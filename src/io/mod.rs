/// Command-line parsing and command execution
pub mod cli;
/// Constants and defaults
pub mod configuration;
/// JSON pattern library documents
pub mod document;
/// Error types shared by the whole crate
pub mod error;
/// PNG previews of laid out parts
pub mod image;
/// Progress display for long enumerations
pub mod progress;
use crate::Context;
use crate::error::{ErrorKind as LibraryErrorKind, Result as LibraryResult};
use crate::organize::error::{ErrorKind as OrganizeErrorKind, Result as OrganizeResult};
use crate::organize::file::{Action, organize_file};
use crate::organize::lock::PathLocks;
use crate::organize::stats::{Category, RunStatistics};
use crate::plan::{DUPLICATES_DIR, INVALID_DIR};
use crate::sink::Severity;
use async_stream::stream;
use datum_storage::backend::DryRunBackend;
use datum_storage::error::ErrorKind as StorageErrorKind;
use datum_storage::{BackendHandle, Entry, Walk, validate_path};
use exn::ResultExt;
use futures::stream::FuturesUnordered;
use futures::{Stream, StreamExt};
use std::ops::Deref;
use std::path::{Path, PathBuf};
use std::sync::Arc;

/// Progress events emitted by [`organize`].
///
/// Events follow a strict ordering:
/// 1. [`Started`](Self::Started): exactly once.
/// 2. [`DiscoveryComplete`](Self::DiscoveryComplete): exactly once, with the
///    number of files found.
/// 3. [`Organized`](Self::Organized): once per file, failures included.
/// 4. [`Pruned`](Self::Pruned): once per removed directory, after every
///    file is done.
/// 5. [`Complete`](Self::Complete): exactly once, with the run's statistics.
///
/// A setup error (bad or missing root) terminates the stream early, in which
/// case [`Complete`](Self::Complete) is never emitted.
#[derive(Debug)]
pub enum OrganizeEvent {
    Started,
    DiscoveryComplete(u64),
    Organized(Action),
    Pruned(PathBuf),
    Complete(RunStatistics),
}

/// Streams [`OrganizeEvent`]s for every file below `root`.
///
/// `root` is relative to the backend root (the working directory); empty or
/// `.` means the working directory itself. Files are collected by a single
/// walk that never enters `invalid` or `duplicates`, sorted by path, and
/// organized up to `ctx.options.concurrency` at a time. In simulate mode the
/// backend is wrapped in a [`DryRunBackend`], so every decision and log line
/// matches a real run while nothing is touched.
pub fn organize<'a>(
    backend: &'a BackendHandle,
    root: &'a Path,
    ctx: &'a Context,
) -> impl Stream<Item = LibraryResult<OrganizeEvent>> + 'a {
    stream! {
        for await event in organize_inner(backend, root, ctx) {
            yield event.or_raise(|| LibraryErrorKind::Organize);
        }
    }
}

/// Drive [`organize`] to completion and return the statistics.
pub async fn run(backend: &BackendHandle, root: &Path, ctx: &Context) -> LibraryResult<RunStatistics> {
    let mut events = std::pin::pin!(organize(backend, root, ctx));
    while let Some(event) = events.next().await {
        if let OrganizeEvent::Complete(stats) = event? {
            return Ok(stats);
        }
    }
    exn::bail!(LibraryErrorKind::Organize)
}

fn organize_inner<'a>(
    backend: &'a BackendHandle,
    root: &'a Path,
    ctx: &'a Context,
) -> impl Stream<Item = OrganizeResult<OrganizeEvent>> + 'a {
    // `rustfmt` does not format macros that use braces. Wrap in parentheses!
    stream!({
        yield Ok(OrganizeEvent::Started);

        let backend: BackendHandle = match ctx.options.simulate {
            true => Arc::new(DryRunBackend::new(backend.clone())),
            false => backend.clone(),
        };
        let root = match check_root(&backend, root).await {
            Ok(root) => root,
            Err(e) => {
                yield Err(e);
                return;
            },
        };

        let stats = RunStatistics::new(ctx.options.sample_limit);
        let (files, directories) = discover(&backend, root.as_deref(), ctx.options.recursive).await;
        stats.set_discovered(files.len() as u64);
        yield Ok(OrganizeEvent::DiscoveryComplete(files.len() as u64));

        let locks = PathLocks::default();
        let mut futures: Vec<_> =
            files.into_iter().map(|path| organize_file(backend.as_ref(), ctx, &locks, path)).collect();
        let mut processing = FuturesUnordered::new();
        processing.extend(futures.drain(..ctx.options.workers().min(futures.len())));
        while let Some(action) = processing.next().await {
            ctx.sink.emit(action.severity(), &action.to_string());
            stats.record(action.category(), action.source());
            yield Ok(OrganizeEvent::Organized(action));
            // Pop-n-push, but FIFO instead of LIFO.
            if !futures.is_empty() {
                processing.push(futures.remove(0));
            }
        }
        drop(processing);

        if ctx.options.delete_empty_directories {
            for directory in deepest_first(directories) {
                match backend.remove_dir(&directory).await {
                    Ok(true) => {
                        ctx.sink.emit(Severity::Info, &format!("RMDIR {}", directory.display()));
                        stats.record(Category::RemovedDirectory, &directory);
                        yield Ok(OrganizeEvent::Pruned(directory));
                    },
                    Ok(false) => tracing::trace!(directory = %directory.display(), "Directory not empty"),
                    Err(e) if matches!(e.deref(), StorageErrorKind::NotFound(_)) => {},
                    Err(e) => {
                        ctx.sink.emit(Severity::Warn, &format!("ERROR {}: {}", directory.display(), e.deref()));
                    },
                }
            }
        }

        yield Ok(OrganizeEvent::Complete(stats));
    })
}

/// `None` is the working directory itself.
async fn check_root(backend: &BackendHandle, root: &Path) -> OrganizeResult<Option<PathBuf>> {
    if root.as_os_str().is_empty() || root == Path::new(".") {
        return Ok(None);
    }
    if root.is_absolute() {
        exn::bail!(OrganizeErrorKind::InvalidRoot(root.to_path_buf()));
    }
    let root = validate_path(root).or_raise(|| OrganizeErrorKind::InvalidRoot(root.to_path_buf()))?;
    if !backend.is_dir(&root).await.or_raise(|| OrganizeErrorKind::RootNotFound(root.clone()))? {
        exn::bail!(OrganizeErrorKind::RootNotFound(root));
    }
    Ok(Some(root))
}

/// One upfront walk. Files come back sorted by path; directories are only
/// collected by a recursive walk. Entries that cannot be read are logged and
/// left out.
async fn discover(backend: &BackendHandle, root: Option<&Path>, recursive: bool) -> (Vec<PathBuf>, Vec<PathBuf>) {
    let mut walk = Walk::new().recursive(recursive).skip(INVALID_DIR).skip(DUPLICATES_DIR);
    if let Some(root) = root {
        walk = walk.root(root);
    }
    let mut files = Vec::new();
    let mut directories = Vec::new();
    let mut entries = backend.walk(&walk);
    while let Some(entry) = entries.next().await {
        match entry {
            Ok(Entry::File(info)) => files.push(info.path),
            Ok(Entry::Directory(path)) => directories.push(path),
            Err(e) => {
                let kind = e.deref();
                tracing::warn!(error = %kind, "Skipping unreadable entry");
            },
        }
    }
    files.sort();
    tracing::debug!(files = files.len(), directories = directories.len(), "Discovery complete");
    (files, directories)
}

fn deepest_first(mut directories: Vec<PathBuf>) -> Vec<PathBuf> {
    directories.sort_by(|a, b| b.components().count().cmp(&a.components().count()).then_with(|| b.cmp(a)));
    directories
}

__Assignment__:
Across all the records, find the lines containing the word "that" and reproduce each one.

__Solution for this task__:
/// walk that never enters `invalid` or `duplicates`, sorted by path, and
    // `rustfmt` does not format macros that use braces. Wrap in parentheses!
/// collected by a recursive walk. Entries that cannot be read are logged and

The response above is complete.